I was the only FBI agent continuously working in Amman on the millennium threat, as the other agents rotated in and out of the country—usually for two weeks at a time. We worked from the U.S. Embassy and shared space with the [1 word redacted]. Before I arrived I had been warned about the [4 words redacted], whom I will call Fred. He had been a translator at the FBI New York office and had applied to be an agent but had been rejected, after which he had joined the CIA. He was said to have held a grudge against all FBI agents after that.
My problems with him started within the first couple of days, after Pat D’Amuro received a phone call from FBI headquarters saying that my reporting of intelligence and Fred’s reporting of the same events didn’t match up. This meant that Washington didn’t know whose information to trust. The further problem was that American citizens were involved, and if intelligence didn’t match, we would have difficulty prosecuting the case.

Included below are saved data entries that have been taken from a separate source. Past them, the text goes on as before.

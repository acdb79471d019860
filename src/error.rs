use thiserror::Error;

pub type Result<T> = std::result::Result<T, BenchError>;

/// Errors raised while configuring, building, or driving a generation engine
#[derive(Debug, Error)]
pub enum BenchError {
    #[error("Configuration error for {parameter}: {message}")]
    ConfigurationError {
        parameter: String,
        message: String,
    },

    #[error("Model error: {message}")]
    ModelError {
        message: String,
    },

    #[error("Unsupported: {0}")]
    Unsupported(String),

    #[error("Processing error: {message}")]
    ProcessingError {
        message: String,
    },

    #[error(transparent)]
    Candle(#[from] candle_core::Error),

    #[error(transparent)]
    Io(#[from] std::io::Error),

    #[error("Worker task failed: {0}")]
    Join(#[from] tokio::task::JoinError),
}

impl BenchError {
    pub(crate) fn config(parameter: impl Into<String>, message: impl Into<String>) -> Self {
        BenchError::ConfigurationError {
            parameter: parameter.into(),
            message: message.into(),
        }
    }

    pub(crate) fn model(message: impl Into<String>) -> Self {
        BenchError::ModelError {
            message: message.into(),
        }
    }

    pub(crate) fn processing(message: impl Into<String>) -> Self {
        BenchError::ProcessingError {
            message: message.into(),
        }
    }

    /// Name of the offending parameter for configuration errors
    pub fn parameter(&self) -> Option<&str> {
        match self {
            BenchError::ConfigurationError { parameter, .. } => Some(parameter),
            _ => None,
        }
    }
}

#[cfg(test)]
mod tests {
    use super::*;

    #[test]
    fn test_error_display() {
        let error = BenchError::config("batch_size", "must be at least 1");
        assert_eq!(error.to_string(), "Configuration error for batch_size: must be at least 1");
        assert_eq!(error.parameter(), Some("batch_size"));

        let error = BenchError::Unsupported("awq quantization".to_string());
        assert_eq!(error.to_string(), "Unsupported: awq quantization");
        assert_eq!(error.parameter(), None);
    }

    #[test]
    fn test_io_conversion() {
        let io = std::io::Error::new(std::io::ErrorKind::NotFound, "config.json");
        let error: BenchError = io.into();
        assert!(matches!(error, BenchError::Io(_)));
        assert_eq!(error.to_string(), "config.json");
    }
}
use std::io::Write;
use std::time::Duration;

use indicatif::{ProgressBar, ProgressStyle};
use tracing::{debug, info};

use crate::{
    engine::GenerationEngine,
    error::{BenchError, Result},
    sampling::SamplingParams,
    types::PromptInput,
    utils::Profiler,
};

const GENERATE_SPAN: &str = "draft_generate";

/// Timings of the measured iterations
#[derive(Debug, Clone, PartialEq)]
pub struct LatencyReport {
    pub samples: Vec<Duration>,
    /// Arithmetic mean of `samples`, in seconds
    pub mean_secs: f64,
}

/// `batch_size` prompts of `input_len` zero token ids
pub fn dummy_prompts(batch_size: usize, input_len: usize) -> Vec<PromptInput> {
    vec![PromptInput::TokenIds(vec![0; input_len]); batch_size]
}

/// One warm-up generation, then `num_iters` timed ones over the same dummy batch.
pub async fn run_latency<E, W>(
    engine: &E,
    params: &SamplingParams,
    batch_size: usize,
    input_len: usize,
    num_iters: usize,
    out: &mut W,
) -> Result<LatencyReport>
where
    E: GenerationEngine + ?Sized,
    W: Write,
{
    if num_iters == 0 {
        return Err(BenchError::config("num_iters", "Must be a positive integer"));
    }
    let prompts = dummy_prompts(batch_size, input_len);

    writeln!(out, "Warming up...")?;
    engine.generate(prompts.clone(), params, false).await?;

    let profiler = Profiler::new();
    let progress = ProgressBar::new(num_iters as u64);
    if let Ok(style) = ProgressStyle::default_bar().template("Profiling iterations: {bar:40} {pos}/{len} [{elapsed_precise}]") {
        progress.set_style(style);
    }

    for iteration in 0..num_iters {
        {
            let _span = profiler.start_span(GENERATE_SPAN);
            engine.generate(prompts.clone(), params, false).await?;
        }
        debug!(iteration, "latency iteration finished");
        progress.inc(1);
    }
    progress.finish_and_clear();

    let stats = profiler
        .stats(GENERATE_SPAN)
        .ok_or_else(|| BenchError::processing("No latency samples were recorded"))?;
    info!(
        iterations = num_iters,
        min_secs = stats.min_time.as_secs_f64(),
        max_secs = stats.max_time.as_secs_f64(),
        "latency benchmark finished"
    );
    let report = LatencyReport {
        mean_secs: stats.mean_secs(),
        samples: stats.samples,
    };

    writeln!(out, "Avg draft latency: {} seconds", report.mean_secs)?;
    Ok(report)
}
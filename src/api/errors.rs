// Copyright (c) 2025 Fabstir
// SPDX-License-Identifier: BUSL-1.1
use crate::embeddings::EmbeddingError;
use axum::{
    http::StatusCode,
    response::{IntoResponse, Response},
    Json,
};
use serde::{Deserialize, Serialize};
use std::collections::HashMap;
use std::fmt;
use tracing::{error, warn};
use uuid::Uuid;

#[derive(Debug, Clone, Serialize, Deserialize, PartialEq)]
pub struct ErrorResponse {
    pub error_type: String,
    pub message: String,
    pub request_id: Option<String>,
    #[serde(skip_serializing_if = "Option::is_none")]
    pub details: Option<HashMap<String, serde_json::Value>>,
}

#[derive(Debug, Clone)]
pub enum ApiError {
    NotFound(String),
    InvalidRequest(String),
    ValidationError {
        field: String,
        message: String,
    },
    InvalidImage(String),
    InvalidCaption(String),
    PayloadTooLarge(String),
    DegenerateEmbedding(String),
    InferenceFailed(String),
    ServiceUnavailable(String),
    InternalError(String),
}

impl ApiError {
    pub fn to_response(&self, request_id: Option<String>) -> ErrorResponse {
        let (error_type, message, details) = match self {
            ApiError::NotFound(msg) => ("not_found", msg.clone(), None),
            ApiError::InvalidRequest(msg) => ("invalid_request", msg.clone(), None),
            ApiError::ValidationError { field, message } => {
                let mut details = HashMap::new();
                details.insert(
                    "field".to_string(),
                    serde_json::Value::String(field.clone()),
                );
                ("validation_error", message.clone(), Some(details))
            }
            ApiError::InvalidImage(msg) => ("invalid_image", msg.clone(), None),
            ApiError::InvalidCaption(msg) => ("invalid_caption", msg.clone(), None),
            ApiError::PayloadTooLarge(msg) => ("payload_too_large", msg.clone(), None),
            ApiError::DegenerateEmbedding(msg) => ("degenerate_embedding", msg.clone(), None),
            ApiError::InferenceFailed(msg) => ("inference_error", msg.clone(), None),
            ApiError::ServiceUnavailable(msg) => ("service_unavailable", msg.clone(), None),
            ApiError::InternalError(msg) => ("internal_error", msg.clone(), None),
        };

        ErrorResponse {
            error_type: error_type.to_string(),
            message,
            request_id,
            details,
        }
    }

    pub fn status_code(&self) -> u16 {
        match self {
            ApiError::NotFound(_) => 404,
            ApiError::InvalidRequest(_)
            | ApiError::ValidationError { .. }
            | ApiError::InvalidImage(_)
            | ApiError::InvalidCaption(_) => 400,
            ApiError::PayloadTooLarge(_) => 413,
            ApiError::ServiceUnavailable(_) => 503,
            ApiError::DegenerateEmbedding(_)
            | ApiError::InferenceFailed(_)
            | ApiError::InternalError(_) => 500,
        }
    }
}

impl From<EmbeddingError> for ApiError {
    fn from(err: EmbeddingError) -> Self {
        match err {
            EmbeddingError::InvalidImage(e) => ApiError::InvalidImage(e.to_string()),
            EmbeddingError::InvalidCaption(msg) => ApiError::InvalidCaption(msg),
            EmbeddingError::DegenerateEmbedding(msg) => ApiError::DegenerateEmbedding(msg),
            EmbeddingError::Inference(msg) => ApiError::InferenceFailed(msg),
            EmbeddingError::ModelLoad(msg) => ApiError::ServiceUnavailable(msg),
        }
    }
}

impl fmt::Display for ApiError {
    fn fmt(&self, f: &mut fmt::Formatter<'_>) -> fmt::Result {
        match self {
            ApiError::NotFound(msg) => write!(f, "Not found: {}", msg),
            ApiError::InvalidRequest(msg) => write!(f, "Invalid request: {}", msg),
            ApiError::ValidationError { field, message } => {
                write!(f, "Validation error for {}: {}", field, message)
            }
            ApiError::InvalidImage(msg) => write!(f, "Invalid image: {}", msg),
            ApiError::InvalidCaption(msg) => write!(f, "Invalid caption: {}", msg),
            ApiError::PayloadTooLarge(msg) => write!(f, "Payload too large: {}", msg),
            ApiError::DegenerateEmbedding(msg) => write!(f, "Degenerate embedding: {}", msg),
            ApiError::InferenceFailed(msg) => write!(f, "Inference failed: {}", msg),
            ApiError::ServiceUnavailable(msg) => write!(f, "Service unavailable: {}", msg),
            ApiError::InternalError(msg) => write!(f, "Internal error: {}", msg),
        }
    }
}

impl std::error::Error for ApiError {}

impl IntoResponse for ApiError {
    fn into_response(self) -> Response {
        let status =
            StatusCode::from_u16(self.status_code()).unwrap_or(StatusCode::INTERNAL_SERVER_ERROR);
        let request_id = Uuid::new_v4().to_string();

        if status.is_server_error() {
            error!(request_id = %request_id, status = status.as_u16(), "{}", self);
        } else {
            warn!(request_id = %request_id, status = status.as_u16(), "{}", self);
        }

        (status, Json(self.to_response(Some(request_id)))).into_response()
    }
}
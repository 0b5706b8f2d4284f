// Copyright (c) 2025 Fabstir
// SPDX-License-Identifier: BUSL-1.1

//! Interleaved concurrent requests against one shared model host
//!
//! Every response must equal the sequential result for its own input.

use crate::common::*;
use axum::http::StatusCode;
use clip_embed_node::{embed_image, embed_text, ModelHost};
use std::sync::Arc;
use futures_util::future::join_all;
use tower::ServiceExt;

enum Input {
    Image(Vec<u8>),
    Caption(&'static str),
}

#[tokio::test(flavor = "multi_thread", worker_threads = 4)]
async fn test_interleaved_image_and_caption_requests() {
    assert_matches_sequential(test_host()).await;
}

#[tokio::test(flavor = "multi_thread", worker_threads = 4)]
async fn test_shared_encoder_state_is_not_interleaved() {
    let host = Arc::new(host_with(Arc::new(ScratchEncoder::default())));
    for _ in 0..4 {
        assert_matches_sequential(host.clone()).await;
    }
}

/// Sends interleaved image and caption requests at once and compares each
/// response with the sequential pipeline result for the same input
async fn assert_matches_sequential(host: Arc<ModelHost>) {
    let app = app_with_host((*host).clone());

    let captions = ["a dog", "a cat on the beach", "", "a photo of a red dog"];
    let colors = [[255, 0, 0], [0, 255, 0], [0, 0, 255], [90, 90, 10]];

    let mut inputs = Vec::new();
    for (caption, color) in captions.iter().zip(colors.iter()) {
        inputs.push(Input::Image(png_bytes(24, 18, *color)));
        inputs.push(Input::Caption(*caption));
    }

    let expected: Vec<Vec<f32>> = inputs
        .iter()
        .map(|input| match input {
            Input::Image(bytes) => embed_image(&host, bytes).unwrap().embedding,
            Input::Caption(caption) => embed_text(&host, caption).unwrap().embedding,
        })
        .collect();

    let tasks = inputs.into_iter().map(|input| {
        let app = app.clone();
        tokio::spawn(async move {
            let request = match input {
                Input::Image(bytes) => image_request("file", &bytes),
                Input::Caption(caption) => caption_request(caption),
            };
            let response = app.oneshot(request).await.unwrap();
            assert_eq!(response.status(), StatusCode::OK);
            let json = json_body(response).await;
            serde_json::from_value::<Vec<f32>>(json["embedding"].clone()).unwrap()
        })
    });

    let results = join_all(tasks).await;
    for (result, expected) in results.into_iter().zip(expected) {
        assert_eq!(result.unwrap(), expected);
    }
}

#[tokio::test(flavor = "multi_thread", worker_threads = 4)]
async fn test_failures_do_not_affect_concurrent_successes() {
    let app = test_app();

    let bad = app.clone().oneshot(image_request("file", b"not an image"));
    let good = app.clone().oneshot(caption_request("a dog"));
    let (bad, good) = tokio::join!(bad, good);

    assert_eq!(bad.unwrap().status(), StatusCode::BAD_REQUEST);
    assert_eq!(good.unwrap().status(), StatusCode::OK);
}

An investigation was done and the Jordanians were consulted, and all concerned were advised that my reporting was correct and Fred’s was faulty. Fred’s basic failure was that he had a tendency to jump to conclusions without facts. For example, in one memo he reported that the group that had been identified within Jordan was training with the Lebanese terrorist group Hezbollah, which he also took to mean that the Jordanian group was linked to Iran as well, as Iran is Hezbollah’s main sponsor. In my reporting I made no mention of Hezbollah and said only that the Jordanians were linked to Palestinian terrorist groups. Fred drew this faulty conclusion because the Jordanian group had trained in the Bekaa Valley: he knew that Hezbollah operated in the Bekaa Valley, so that was his “proof” of Hezbollah’s involvement. Because of his flawed analysis, a total of twelve [2 words redacted]—intelligence reports—had to be withdrawn. If portions of a cable are shown to be inaccurate, the entire cable is viewed as unreliable and suspect. The presumption is that one can’t trust the accuracy of the person writing it; therefore, it’s rendered useless. Happily, the problems with the [1 word redacted] did not impair our working relationship with the GID, which carried over into the personal. Our partners regularly took us to dinner and even family events. We enjoyed each other’s company and appreciated being able to share skills and impart different insights.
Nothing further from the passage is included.